07 Apr 2017
SSL/TLS Certificate Validity Is Now Capped at a Maximum of Two Years
The CA/Browser Forum, an industry body made up of Certificate Authorities (CAs), web browsers and operating systems, recently passed ballot 193 to reduce the maximum validity period for SSL/TLS Certificates to two years (825 days, to be specific). Prior to this, the maximum validity was three years (39 months) for Domain Validated (DV) and Organization Validated (OV) Certificates; Extended Validation (EV) Certificates have always been capped at two years (27 months).
The change goes into effect March 1, 2018 and affects all CAs and all types of SSL/TLS Certificates. Read on for more background on the new rule, how it affects end users and what GlobalSign is doing in response.
Why Reduce SSL Validity Periods?
The CA/Browser Forum is responsible for setting and maintaining best practices and requirements for CAs and the certificates they issue. Longer certificate validity periods can delay widespread compliance with new guidelines since changes wouldn’t go fully into effect until all existing (issued before the update) certificates expired.
Decreasing the maximum lifetime of certificates from three years to two years helps reduce the presence of older, outdated and possibly vulnerable certificates that were issued before new guidelines were put in place.
For example, back when SHA-1 deprecation was first announced, the maximum validity period was 5 years (for DV and OV). This lead to challenges in the migration to SHA-256 because there was this gray area of long-life certificates that had been issued with SHA-1 and could potentially remain in use for years with an outdated algorithm.

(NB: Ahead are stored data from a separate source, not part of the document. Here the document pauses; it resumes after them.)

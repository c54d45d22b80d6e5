//! Emitter metrics
//!
//! Counters for monitoring an emitter: lines written, records dropped by the
//! level filter, and failed writes.

use std::sync::atomic::{AtomicU64, Ordering};

/// Counters for a single emitter
///
/// # Example
///
/// ```
/// use simple_console_logger::EmitterMetrics;
///
/// let metrics = EmitterMetrics::new();
/// metrics.record_written();
/// metrics.record_filtered();
///
/// assert_eq!(metrics.lines_written(), 1);
/// assert_eq!(metrics.filtered_count(), 1);
/// ```
#[derive(Debug, Default)]
pub struct EmitterMetrics {
    /// Lines fully written to the destination
    lines_written: AtomicU64,

    /// Records dropped because their level was below the threshold
    filtered: AtomicU64,

    /// Writes or flushes that returned an error
    write_failures: AtomicU64,
}

impl EmitterMetrics {
    pub const fn new() -> Self {
        Self {
            lines_written: AtomicU64::new(0),
            filtered: AtomicU64::new(0),
            write_failures: AtomicU64::new(0),
        }
    }

    #[inline]
    pub fn lines_written(&self) -> u64 {
        self.lines_written.load(Ordering::Relaxed)
    }

    #[inline]
    pub fn filtered_count(&self) -> u64 {
        self.filtered.load(Ordering::Relaxed)
    }

    #[inline]
    pub fn write_failures(&self) -> u64 {
        self.write_failures.load(Ordering::Relaxed)
    }

    #[inline]
    pub fn record_written(&self) {
        self.lines_written.fetch_add(1, Ordering::Relaxed);
    }

    #[inline]
    pub fn record_filtered(&self) {
        self.filtered.fetch_add(1, Ordering::Relaxed);
    }

    #[inline]
    pub fn record_write_failure(&self) {
        self.write_failures.fetch_add(1, Ordering::Relaxed);
    }

    pub fn reset(&self) {
        self.lines_written.store(0, Ordering::Relaxed);
        self.filtered.store(0, Ordering::Relaxed);
        self.write_failures.store(0, Ordering::Relaxed);
    }
}

#[cfg(test)]
mod tests {
    use super::*;
    use std::sync::Arc;
    use std::thread;

    #[test]
    fn test_counters_start_at_zero() {
        let metrics = EmitterMetrics::new();
        assert_eq!(metrics.lines_written(), 0);
        assert_eq!(metrics.filtered_count(), 0);
        assert_eq!(metrics.write_failures(), 0);
    }

    #[test]
    fn test_reset() {
        let metrics = EmitterMetrics::new();
        metrics.record_written();
        metrics.record_write_failure();
        metrics.reset();
        assert_eq!(metrics.lines_written(), 0);
        assert_eq!(metrics.write_failures(), 0);
    }

    #[test]
    fn test_concurrent_updates() {
        let metrics = Arc::new(EmitterMetrics::new());
        let handles: Vec<_> = (0..8)
            .map(|_| {
                let metrics = Arc::clone(&metrics);
                thread::spawn(move || {
                    for _ in 0..1000 {
                        metrics.record_written();
                    }
                })
            })
            .collect();
        for handle in handles {
            handle.join().expect("thread panicked");
        }
        assert_eq!(metrics.lines_written(), 8000);
    }
}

Shorter validity periods will shrink these gray areas after future guidelines are released and decrease the amount of time it takes for all active certificates to comply with a specified policy.
How Does This Affect System and Web Administrators?
For starters, the new rule only applies to certificates issued after March 1st, 2018. This change does not affect current certificates, so don’t panic thinking you need to replace any existing certificates that were issued with a three-year validity period. That said, if you currently use three-year certificates and have your administration based on a three-year renewal cycle, you should start thinking ahead to how you will adjust to more frequent renewals.
This is an excellent reminder about the role certificate management and inventory tools can play in simplifying administration. Most CAs offer these types of services, which help centralize certificate activity so you can monitor where you have certificates and when they need to be renewed.
GlobalSign's Response and Timeline
GlobalSign is taking a proactive approach to the new rule and starting April 20, 2017 we will no longer issue three-year certificates. Even though the regulation doesn’t go into effect until March 2018, we want to limit the impact on our customers and have them prepared in advance.
One of the reasons for this is to prevent truncated validity periods when users reissue certificates after the March 2018 effective date. For example, if we issued a three-year certificate in January 2018 and then that customer needed to reissue the certificate a few months later in April 2018, we would not be able to issue with the full remaining validity (since it surpasses the 27 month maximum). By limiting certificate issuance to two-year validity in advance, we can help prevent this scenario.
We will be working with customers individually should a need arise for a three-year certificate in the interim, and we are confident that advanced preparation, communications and our fantastic global support teams will help ease the transition for everyone.